Eventually, someone smashes the statue, angering the white neighbor. "Maybe the statue woke up, realized it was a racist lawn ornament, and smashed itself," Lopez cracked. It's revealed that Lopez's mother smashed it, and that his son smashed replacement statues. Lopez gently scolds his son about the vandalism and suggests that to help la causa, he get an education—and that was that.

"It's not even a funny episode," Alvarez sighs. "And it's really revealing about how it's affecting communities."

The sleeping Mexican continues to infuriate. In March, a proposal to paint one as part of a mural in San Antonio sparked a civic uproar. "Latinos are not asleep. We are on the march," a former member of the city's arts-advisory board told the press. "We must be portrayed as awake and active and leaders, not as being asleep at noon every day."

"You have got to be kidding me," artist Jesse Trevino added. "I have been fighting this all my life by trying my best to portray the positive images of Mexican Americans."

Alvarez is disappointed by such reactions.

"We need to make our peace with it," she says. "It's interesting how anger can be paralyzing. We need to take back the stigma. Once we own it, you take the sting out of it. This is the same process that has happened with the LGBT community and 'queer.' We need to resignify it."

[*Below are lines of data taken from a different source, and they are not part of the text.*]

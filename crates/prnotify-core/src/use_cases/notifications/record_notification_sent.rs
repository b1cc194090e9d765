use async_trait::async_trait;
use shaku::{Component, Interface};

use super::resolve_pull_request_handle;
use crate::{marker::notification_marker, CoreContext, Result};

#[cfg_attr(any(test, feature = "testkit"), mockall::automock)]
#[async_trait]
pub trait RecordNotificationSentInterface: Interface {
    async fn run<'a>(&self, ctx: &CoreContext<'a>, pr_number: u64) -> Result<()>;
}

#[derive(Component)]
#[shaku(interface = RecordNotificationSentInterface)]
pub(crate) struct RecordNotificationSent;

#[async_trait]
impl RecordNotificationSentInterface for RecordNotificationSent {
    #[tracing::instrument(skip(self, ctx))]
    async fn run<'a>(&self, ctx: &CoreContext<'a>, pr_number: u64) -> Result<()> {
        let pr_handle = resolve_pull_request_handle(ctx.config, pr_number)?;

        ctx.api_service
            .comments_post(
                pr_handle.owner(),
                pr_handle.name(),
                pr_handle.number(),
                &notification_marker(ctx.config),
            )
            .await?;

        Ok(())
    }
}
//! Event payload loading.

use std::path::PathBuf;

use serde_json::Value;
use thiserror::Error;
use tracing::debug;

#[derive(Debug, Error)]
pub enum EventError {
    #[error("No event payload path given, set GITHUB_EVENT_PATH or use --event-path")]
    MissingPath,

    #[error("Could not read event payload at '{}',\n  caused by: {}", path.display(), source)]
    ReadError {
        path: PathBuf,
        source: std::io::Error,
    },

    #[error("Could not parse event payload at '{}',\n  caused by: {}", path.display(), source)]
    ParseError {
        path: PathBuf,
        source: serde_json::Error,
    },

    #[error("Event payload at '{}' is not a JSON object", path.display())]
    NotAnObject { path: PathBuf },
}

/// Read the JSON event payload delivered by the CI host.
pub fn load_event_payload(path: &str) -> Result<Value, EventError> {
    if path.is_empty() {
        return Err(EventError::MissingPath);
    }

    let path = PathBuf::from(path);
    let contents = std::fs::read_to_string(&path).map_err(|e| EventError::ReadError {
        path: path.clone(),
        source: e,
    })?;
    let payload: Value =
        serde_json::from_str(&contents).map_err(|e| EventError::ParseError {
            path: path.clone(),
            source: e,
        })?;

    if !payload.is_object() {
        return Err(EventError::NotAnObject { path });
    }

    debug!(path = %path.display(), "Event payload loaded");
    Ok(payload)
}
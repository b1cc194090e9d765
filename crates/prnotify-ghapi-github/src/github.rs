//! GitHub adapter

use async_trait::async_trait;
use prnotify_config::Config;
use prnotify_ghapi_interface::{types::GhIssueComment, ApiError, ApiService, Result};
use reqwest::Client;
use serde::{Deserialize, Serialize};

use crate::auth::{build_github_url, get_authenticated_client_builder};

/// GitHub API adapter implementation.
#[derive(Clone)]
pub struct GithubApiService {
    config: Config,
}

impl GithubApiService {
    /// Creates new GitHub API adapter.
    pub fn new(config: Config) -> Self {
        Self { config }
    }

    fn get_client(&self) -> Result<Client> {
        Ok(get_authenticated_client_builder(&self.config)?
            .build()
            .map_err(crate::GitHubError::from)?)
    }

    fn build_url(&self, path: String) -> String {
        build_github_url(&self.config, path)
    }
}

#[async_trait]
impl ApiService for GithubApiService {
    #[tracing::instrument(skip(self))]
    async fn comments_list(
        &self,
        owner: &str,
        name: &str,
        issue_number: u64,
        per_page: u8,
    ) -> Result<Vec<GhIssueComment>> {
        self.get_client()?
            .get(self.build_url(format!(
                "/repos/{owner}/{name}/issues/{issue_number}/comments"
            )))
            .query(&[("per_page", per_page)])
            .send()
            .await
            .and_then(|r| r.error_for_status())
            .map_err(into_api_error)?
            .json::<Vec<GhIssueComment>>()
            .await
            .map_err(into_api_error)
    }

    #[tracing::instrument(skip(self), ret)]
    async fn comments_post(
        &self,
        owner: &str,
        name: &str,
        issue_number: u64,
        body: &str,
    ) -> Result<u64> {
        #[derive(Serialize)]
        struct Request<'a> {
            body: &'a str,
        }

        #[derive(Deserialize)]
        struct Response {
            id: u64,
        }

        let response = self
            .get_client()?
            .post(self.build_url(format!(
                "/repos/{owner}/{name}/issues/{issue_number}/comments"
            )))
            .json(&Request { body })
            .send()
            .await
            .and_then(|r| r.error_for_status())
            .map_err(into_api_error)?
            .json::<Response>()
            .await
            .map_err(into_api_error)?;

        Ok(response.id)
    }
}

fn into_api_error(e: reqwest::Error) -> ApiError {
    crate::GitHubError::from(e).into()
}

She points to a recent effort by members of MEChA at Pueblo High School that turns the image on its head. They've printed T-shirts with two side-by-side images of the sleeping Mexican. The first shows the stereotype at its clichéd best; next to it, the Mexican has lifted his head.

It turns out he's been reading a book all these decades.

"How brilliant!" she says. "Those students—they get it. They know their history. They know what Pancho has meant, and what he really means. They refuse to let gringos tell them what our signs mean to us."